On Saturday, Raina recalled and responded to the criticism of the opposition parties that BJP is scared of Assembly polls, “ We are not running away from any electoral contest,” he said and then in a very high-pitched tone made an appeal to the Election Commission- “ I urge Election Commission of India to announce dates for the Assembly polls in Jammu and Kashmir.”
This was an attempt to deflect and rebuff the opposition criticism that the saffron party was running away from the Assembly elections, but more than that it had a ring of telling party workers that they would have to be on offensive on the elections rather than submitting to the opposition’s charges that party was escaping elections.
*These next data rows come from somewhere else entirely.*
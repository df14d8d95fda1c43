//! Composite index bookkeeping.
//!
//! The store builds single-property indexes on its own. A query that filters,
//! orders or projects on more than one property needs a composite index
//! declared ahead of time; an [`IndexAdvisor`] watches compiled queries and
//! records the indexes they need.

mod file;
pub use file::IndexFile;

mod in_memory;
pub use in_memory::InMemoryIndexes;

use gql_core::Result;
use gql_query::Compiled;

use std::fmt::{self, Write};

/// Observes every compiled query before it is executed.
pub trait IndexAdvisor: fmt::Debug + Send + Sync {
    fn advise(&self, compiled: &Compiled) -> Result<()>;
}

/// A composite index over properties of one kind.
#[derive(Debug, Clone, PartialEq, Eq)]
pub struct Index {
    pub kind: String,
    pub properties: Vec<String>,
    pub ancestor: bool,
}

impl Index {
    /// The index a compiled query needs, or `None` when the store's
    /// built-in single-property indexes suffice.
    ///
    /// Condition and ordering members come first, followed by projected
    /// columns. A projection counts as one reference no matter how many
    /// columns it lists.
    pub fn required_by(compiled: &Compiled) -> Option<Index> {
        let projection = usize::from(!compiled.plan.is_select_all());

        if compiled.ast.members().count() + projection <= 1 {
            return None;
        }

        Some(Index {
            kind: compiled.kind.to_string(),
            properties: compiled.columns().map(str::to_string).collect(),
            ancestor: false,
        })
    }
}

/// Render indexes in the `index.yaml` layout.
pub fn to_yaml<'a>(indexes: impl IntoIterator<Item = &'a Index>) -> String {
    let mut dst = String::from("indexes:\n");

    for index in indexes {
        let ancestor = if index.ancestor { "yes" } else { "no" };

        // Writing to a String cannot fail.
        let _ = writeln!(dst, "- kind: {}", index.kind);
        let _ = writeln!(dst, "  ancestor: {ancestor}");
        let _ = writeln!(dst, "  properties:");

        for property in &index.properties {
            let _ = writeln!(dst, "  - name: {property}");
        }
    }

    dst
}

/// Whether `text` only contains lines [`to_yaml`] emits. Blank files count.
pub(crate) fn is_generated_yaml(text: &str) -> bool {
    text.lines()
        .filter(|line| !line.trim().is_empty())
        .all(|line| {
            matches!(line, "indexes:" | "  ancestor: no" | "  ancestor: yes" | "  properties:")
                || line
                    .strip_prefix("- kind: ")
                    .or_else(|| line.strip_prefix("  - name: "))
                    .is_some_and(|name| !name.trim().is_empty())
        })
}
The ground realities do not permit the announcement of elections anytime soon. For the next two months, beginning July 1, Amarnath Yatra, a Hindu pilgrimage to a cave shrine in Kashmir Himalayas, devoted to Lord Shiva, will be on. This pilgrimage is a high-security venture, in which all activities are placed in suspension mode to ensure its success. The government would not be taking any risk to hold or announce the polls during the pilgrimage period. Thereafter, there are elections scheduled in Madhya Pradesh, Chhattisgarh, Rajasthan and Mizoram. Any elections in J&K before that, or even along with these states, are unthinkable. It will have long- term impact. The BJP is aware of it, so it has also thrown its ball in the ring, to counter strategically the opposition. But nevertheless, it has made an attempt to be heard as a pro-poll party.